DCEU’s Uncertain Status
It is foolish to think plans for the DCEU will continue as if anything is wrong. Something has to change. Surely, Warner Bros. executives are taking a long, hard look at their superhero franchise and determining how viable it is. Expect announced films to be canceled, new personnel, and other radical changes to the DCEU, including a reboot.
The DCEU will not suddenly go away. Right now, Aquaman has finished filming and is slated for next year. Then a sequel for the successful Wonder Woman will certainly be made given Wonder Woman is the DCEU’s biggest hit. A Shazam film is also slated to begin filming next year to join the Wonder Woman sequel for release in 2019.
After that things get murky. There will be a Batman solo film directed by Matt Reeves, but that has been mired in controversy. Originally, Ben Affleck was to direct and star in The Batman, but the actor/director has had a falling out with Warner Bros. and first it was announced that he would only star in The Batman. That began the Internet rumblings that he would vacate the role, which is too bad since he is quite good as Batman. Adding fuel to the fire are Affleck’s recent statements suggesting that he is ready to move on from the role. At this point, it may be easier for DC and Warner Bros. to set the film apart from the DCEU.
To date, there aren’t any solid plans to give Superman a sequel to Man of Steel and it’s unknown if it will ever happen. Henry Cavill, who portrays Superman, is contracted for one more film and it is possible that Warner Bros. and DC may just have him appear in someone else’s film before recasting the role. It is a shame because Cavill, like Affleck, has done an excellent job in portraying the superhero, but it is not the end of the world. As we saw with Spider-Man it is fairly easy to replace actors, though overall, it is regrettable that we may never see a full evolution of Superman into a beacon of hope as shown in the end of Justice League.

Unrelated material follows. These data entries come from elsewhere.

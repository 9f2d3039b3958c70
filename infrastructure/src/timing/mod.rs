//! Timing adapters: the tokio timer, delay policies, and the system clock.

mod clock;
mod delay;
mod timer;

pub use clock::SystemClock;
pub use delay::{FixedDelay, UniformDelay};
pub use timer::TokioTimer;
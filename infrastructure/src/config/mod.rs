//! Configuration file loading for wellness-guide
//!
//! This module handles file I/O and merging of configuration from multiple sources.
//! The priority order (highest to lowest):
//!
//! 1. `--config <path>` specified file
//! 2. Project root: `./wellness.toml` or `./.wellness.toml`
//! 3. Global: `<config dir>/wellness-guide/config.toml`
//! 4. Default values

mod file_config;
mod loader;

pub use file_config::{
    ConfigValidationError, FileAdvisorConfig, FileChatConfig, FileConfig, FileLoggingConfig,
    FileOutputConfig, FileReplConfig,
};
pub use loader::ConfigLoader;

Other projects with uncertain fates include Batgirl, Gotham City Sirens, Green Lantern Corps, Cyborg and a Suicide Squad sequel. Given the problems Warner Bros. has had with its core superheroes it may be best to put those projects on hold so they can right their cinematic ship.
A Flashpoint To The Future
On a related note, a Flash solo film has been stuck in development hell for years as writers and directors join then leave the project. Most recently, the film is supposed to be an adaptation of the Flashpoint mini-series where the Flash time travels and resets the DC Universe. Using this storyline would give Warner Bros. a convenient way of rebooting the DCEU, but the story, with its alternate takes on characters and situations, sounds expensive and may go over the heads of casual viewers. It would be easier for the film studio to just do a hard reboot without any explanation. This has worked in the past for other franchises, and the one instance where time travel was used to reboot a franchise was Star Trek and it left fans with a bad taste.
One option for the studio is to repeat what happened with Wonder Woman. The solo film was set in the past and largely apart from the DCEU. Reportedly, the sequel will also take place in the past and this example could be a way to ease out of the DCEU. The same thing can be done with Aquaman and Shazam; remove references to the DCEU and focus on the characters. That is why Wonder Woman succeeded. Concentrate on solo films with little to no references to a larger universe and let the shared universe grow organically.